- **Aim of the task**
What lines in the records below include the word "joined"? Return each one.

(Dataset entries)
--- --- ---

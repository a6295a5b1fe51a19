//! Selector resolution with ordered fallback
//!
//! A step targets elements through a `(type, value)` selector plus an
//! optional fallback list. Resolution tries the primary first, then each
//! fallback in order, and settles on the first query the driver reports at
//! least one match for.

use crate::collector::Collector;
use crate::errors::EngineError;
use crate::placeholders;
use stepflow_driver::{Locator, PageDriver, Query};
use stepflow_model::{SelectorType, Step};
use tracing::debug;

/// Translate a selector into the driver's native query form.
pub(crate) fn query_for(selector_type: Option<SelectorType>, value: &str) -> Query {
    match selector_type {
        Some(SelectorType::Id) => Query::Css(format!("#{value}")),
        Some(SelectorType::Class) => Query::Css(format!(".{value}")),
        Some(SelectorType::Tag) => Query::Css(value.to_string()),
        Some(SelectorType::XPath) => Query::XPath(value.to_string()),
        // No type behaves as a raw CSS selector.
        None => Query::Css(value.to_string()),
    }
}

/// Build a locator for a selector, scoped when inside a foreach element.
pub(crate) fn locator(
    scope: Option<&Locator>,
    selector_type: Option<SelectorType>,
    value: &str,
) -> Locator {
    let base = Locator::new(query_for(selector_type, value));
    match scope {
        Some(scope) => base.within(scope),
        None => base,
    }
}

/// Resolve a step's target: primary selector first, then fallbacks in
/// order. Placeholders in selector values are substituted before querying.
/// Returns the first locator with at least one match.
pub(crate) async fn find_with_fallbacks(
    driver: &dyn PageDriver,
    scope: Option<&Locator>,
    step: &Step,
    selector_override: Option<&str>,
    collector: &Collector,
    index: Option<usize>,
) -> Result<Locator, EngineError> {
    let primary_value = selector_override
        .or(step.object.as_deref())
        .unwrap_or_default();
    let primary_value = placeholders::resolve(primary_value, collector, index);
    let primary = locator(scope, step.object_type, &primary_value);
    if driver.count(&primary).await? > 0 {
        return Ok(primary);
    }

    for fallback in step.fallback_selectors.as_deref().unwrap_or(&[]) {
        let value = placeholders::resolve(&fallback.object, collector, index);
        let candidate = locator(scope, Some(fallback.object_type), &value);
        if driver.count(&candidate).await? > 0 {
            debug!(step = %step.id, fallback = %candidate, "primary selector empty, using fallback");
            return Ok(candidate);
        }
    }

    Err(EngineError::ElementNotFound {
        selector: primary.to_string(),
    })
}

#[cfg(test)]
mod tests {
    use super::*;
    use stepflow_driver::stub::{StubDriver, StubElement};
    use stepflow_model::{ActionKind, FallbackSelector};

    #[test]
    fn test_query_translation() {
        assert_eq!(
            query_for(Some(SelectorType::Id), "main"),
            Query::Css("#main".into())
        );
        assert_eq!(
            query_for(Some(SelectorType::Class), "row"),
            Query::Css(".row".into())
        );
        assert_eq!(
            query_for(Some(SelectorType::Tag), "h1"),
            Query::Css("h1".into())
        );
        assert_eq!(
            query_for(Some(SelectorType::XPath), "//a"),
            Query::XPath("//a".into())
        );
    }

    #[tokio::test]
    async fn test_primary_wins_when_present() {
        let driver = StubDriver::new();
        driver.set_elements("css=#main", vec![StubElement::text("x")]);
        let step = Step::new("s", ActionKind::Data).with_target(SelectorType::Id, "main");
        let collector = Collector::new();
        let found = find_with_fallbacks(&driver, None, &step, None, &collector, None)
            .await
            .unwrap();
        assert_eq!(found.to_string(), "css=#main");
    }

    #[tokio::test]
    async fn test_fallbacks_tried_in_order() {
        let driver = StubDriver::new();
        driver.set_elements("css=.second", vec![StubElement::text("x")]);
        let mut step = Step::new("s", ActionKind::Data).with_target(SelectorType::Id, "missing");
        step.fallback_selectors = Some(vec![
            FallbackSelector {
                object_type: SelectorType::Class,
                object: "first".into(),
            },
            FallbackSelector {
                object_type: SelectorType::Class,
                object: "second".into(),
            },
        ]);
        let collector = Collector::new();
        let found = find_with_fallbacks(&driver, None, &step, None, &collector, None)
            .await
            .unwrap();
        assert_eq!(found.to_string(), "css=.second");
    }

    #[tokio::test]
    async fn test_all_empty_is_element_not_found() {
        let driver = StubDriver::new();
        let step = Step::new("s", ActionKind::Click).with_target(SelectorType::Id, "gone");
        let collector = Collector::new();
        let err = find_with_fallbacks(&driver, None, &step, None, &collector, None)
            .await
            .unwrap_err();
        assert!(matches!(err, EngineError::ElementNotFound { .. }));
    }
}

--- --- ---

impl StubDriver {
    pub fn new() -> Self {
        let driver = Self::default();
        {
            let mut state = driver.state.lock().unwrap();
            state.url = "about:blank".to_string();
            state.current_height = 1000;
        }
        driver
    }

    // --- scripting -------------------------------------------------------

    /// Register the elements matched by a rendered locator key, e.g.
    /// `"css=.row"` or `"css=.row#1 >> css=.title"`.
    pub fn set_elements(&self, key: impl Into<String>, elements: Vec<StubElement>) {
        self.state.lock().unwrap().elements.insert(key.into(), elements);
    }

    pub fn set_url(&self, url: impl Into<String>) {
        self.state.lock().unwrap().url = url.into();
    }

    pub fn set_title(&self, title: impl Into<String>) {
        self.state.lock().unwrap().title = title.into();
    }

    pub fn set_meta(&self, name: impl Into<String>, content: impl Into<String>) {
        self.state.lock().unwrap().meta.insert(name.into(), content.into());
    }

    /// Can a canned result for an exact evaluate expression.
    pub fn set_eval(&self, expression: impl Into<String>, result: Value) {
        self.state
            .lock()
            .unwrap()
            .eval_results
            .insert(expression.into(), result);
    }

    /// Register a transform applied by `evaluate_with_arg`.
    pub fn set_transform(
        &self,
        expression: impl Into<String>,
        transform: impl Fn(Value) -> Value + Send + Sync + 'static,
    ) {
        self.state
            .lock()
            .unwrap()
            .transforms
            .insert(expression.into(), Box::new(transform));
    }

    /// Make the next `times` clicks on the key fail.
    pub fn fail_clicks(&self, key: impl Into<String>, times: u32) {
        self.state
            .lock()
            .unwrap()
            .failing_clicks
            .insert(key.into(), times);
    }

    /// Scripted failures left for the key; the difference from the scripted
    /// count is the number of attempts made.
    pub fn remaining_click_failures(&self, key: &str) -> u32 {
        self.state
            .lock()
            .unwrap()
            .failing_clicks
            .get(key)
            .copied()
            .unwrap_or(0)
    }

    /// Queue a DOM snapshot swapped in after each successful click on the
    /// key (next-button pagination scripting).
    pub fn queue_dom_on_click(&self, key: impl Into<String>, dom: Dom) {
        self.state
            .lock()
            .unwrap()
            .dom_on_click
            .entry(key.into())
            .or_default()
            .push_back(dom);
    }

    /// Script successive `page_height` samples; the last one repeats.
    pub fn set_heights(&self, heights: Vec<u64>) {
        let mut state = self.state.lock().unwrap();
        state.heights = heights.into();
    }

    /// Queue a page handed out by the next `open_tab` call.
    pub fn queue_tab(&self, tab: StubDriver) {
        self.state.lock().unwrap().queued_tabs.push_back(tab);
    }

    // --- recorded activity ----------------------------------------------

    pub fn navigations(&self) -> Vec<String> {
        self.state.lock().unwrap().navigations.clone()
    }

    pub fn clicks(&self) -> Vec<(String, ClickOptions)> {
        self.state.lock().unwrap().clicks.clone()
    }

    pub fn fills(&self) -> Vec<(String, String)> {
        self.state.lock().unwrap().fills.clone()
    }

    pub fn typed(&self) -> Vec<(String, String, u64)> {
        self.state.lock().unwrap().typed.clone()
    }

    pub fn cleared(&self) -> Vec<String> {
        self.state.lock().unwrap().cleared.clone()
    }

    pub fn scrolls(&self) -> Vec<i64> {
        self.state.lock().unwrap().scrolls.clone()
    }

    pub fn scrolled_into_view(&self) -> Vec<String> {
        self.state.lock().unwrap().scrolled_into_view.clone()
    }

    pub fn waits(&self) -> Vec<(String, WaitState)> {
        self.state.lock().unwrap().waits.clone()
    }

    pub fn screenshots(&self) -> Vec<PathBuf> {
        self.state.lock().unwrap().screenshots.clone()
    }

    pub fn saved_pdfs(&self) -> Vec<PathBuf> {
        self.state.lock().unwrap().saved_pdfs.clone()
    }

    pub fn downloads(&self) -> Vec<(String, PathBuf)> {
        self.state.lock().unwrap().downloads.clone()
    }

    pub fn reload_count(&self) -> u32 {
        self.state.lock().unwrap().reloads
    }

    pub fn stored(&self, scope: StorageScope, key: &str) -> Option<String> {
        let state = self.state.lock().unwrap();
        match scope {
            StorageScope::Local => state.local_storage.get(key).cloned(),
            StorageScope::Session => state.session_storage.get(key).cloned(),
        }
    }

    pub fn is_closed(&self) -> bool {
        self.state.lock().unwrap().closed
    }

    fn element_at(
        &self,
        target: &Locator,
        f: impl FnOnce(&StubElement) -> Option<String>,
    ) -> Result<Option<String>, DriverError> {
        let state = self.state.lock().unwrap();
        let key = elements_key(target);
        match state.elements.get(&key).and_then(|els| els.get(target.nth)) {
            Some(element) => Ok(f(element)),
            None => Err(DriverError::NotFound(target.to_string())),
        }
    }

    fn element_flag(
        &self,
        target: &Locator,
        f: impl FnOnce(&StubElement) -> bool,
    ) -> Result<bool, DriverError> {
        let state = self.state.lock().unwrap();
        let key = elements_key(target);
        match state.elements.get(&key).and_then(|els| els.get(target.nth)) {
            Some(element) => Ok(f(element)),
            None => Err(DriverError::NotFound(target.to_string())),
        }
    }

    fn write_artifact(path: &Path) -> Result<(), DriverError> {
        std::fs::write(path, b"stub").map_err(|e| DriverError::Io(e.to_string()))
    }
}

--- --- ---

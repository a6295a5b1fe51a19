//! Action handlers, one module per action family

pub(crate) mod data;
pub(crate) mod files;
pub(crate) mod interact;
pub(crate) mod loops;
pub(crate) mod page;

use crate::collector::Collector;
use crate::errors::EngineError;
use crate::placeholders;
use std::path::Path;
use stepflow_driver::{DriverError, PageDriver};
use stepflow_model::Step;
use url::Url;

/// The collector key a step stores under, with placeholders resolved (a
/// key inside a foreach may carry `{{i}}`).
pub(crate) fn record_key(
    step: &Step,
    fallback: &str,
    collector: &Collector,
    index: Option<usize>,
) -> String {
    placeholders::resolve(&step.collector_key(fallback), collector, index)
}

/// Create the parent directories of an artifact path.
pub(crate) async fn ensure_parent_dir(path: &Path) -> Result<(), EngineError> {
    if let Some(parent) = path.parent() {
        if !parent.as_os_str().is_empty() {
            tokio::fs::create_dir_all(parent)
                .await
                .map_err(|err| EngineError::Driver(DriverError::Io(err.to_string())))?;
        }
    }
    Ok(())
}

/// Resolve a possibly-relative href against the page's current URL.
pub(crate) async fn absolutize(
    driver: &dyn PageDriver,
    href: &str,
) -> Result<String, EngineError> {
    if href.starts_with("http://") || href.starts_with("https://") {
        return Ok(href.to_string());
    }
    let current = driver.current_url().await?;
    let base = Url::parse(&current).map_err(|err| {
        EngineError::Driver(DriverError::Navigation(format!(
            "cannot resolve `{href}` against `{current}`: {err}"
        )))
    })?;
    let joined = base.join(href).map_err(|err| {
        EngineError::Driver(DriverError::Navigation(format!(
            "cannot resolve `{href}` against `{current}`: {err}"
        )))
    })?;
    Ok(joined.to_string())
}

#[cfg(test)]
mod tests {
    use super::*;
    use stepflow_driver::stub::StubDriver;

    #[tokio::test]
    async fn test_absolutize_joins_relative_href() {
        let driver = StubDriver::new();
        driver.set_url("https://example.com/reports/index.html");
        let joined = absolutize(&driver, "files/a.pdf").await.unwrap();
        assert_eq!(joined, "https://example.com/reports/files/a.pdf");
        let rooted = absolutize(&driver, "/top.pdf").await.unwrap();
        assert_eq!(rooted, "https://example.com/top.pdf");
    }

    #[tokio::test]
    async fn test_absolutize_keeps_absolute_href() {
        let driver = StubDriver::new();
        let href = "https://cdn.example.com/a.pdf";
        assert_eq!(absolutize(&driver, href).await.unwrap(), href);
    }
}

--- --- ---

- **Exercise output**
    let joined = base.join(href).map_err(|err| {
    Ok(joined.to_string())
        let joined = absolutize(&driver, "files/a.pdf").await.unwrap();
        assert_eq!(joined, "https://example.com/reports/files/a.pdf");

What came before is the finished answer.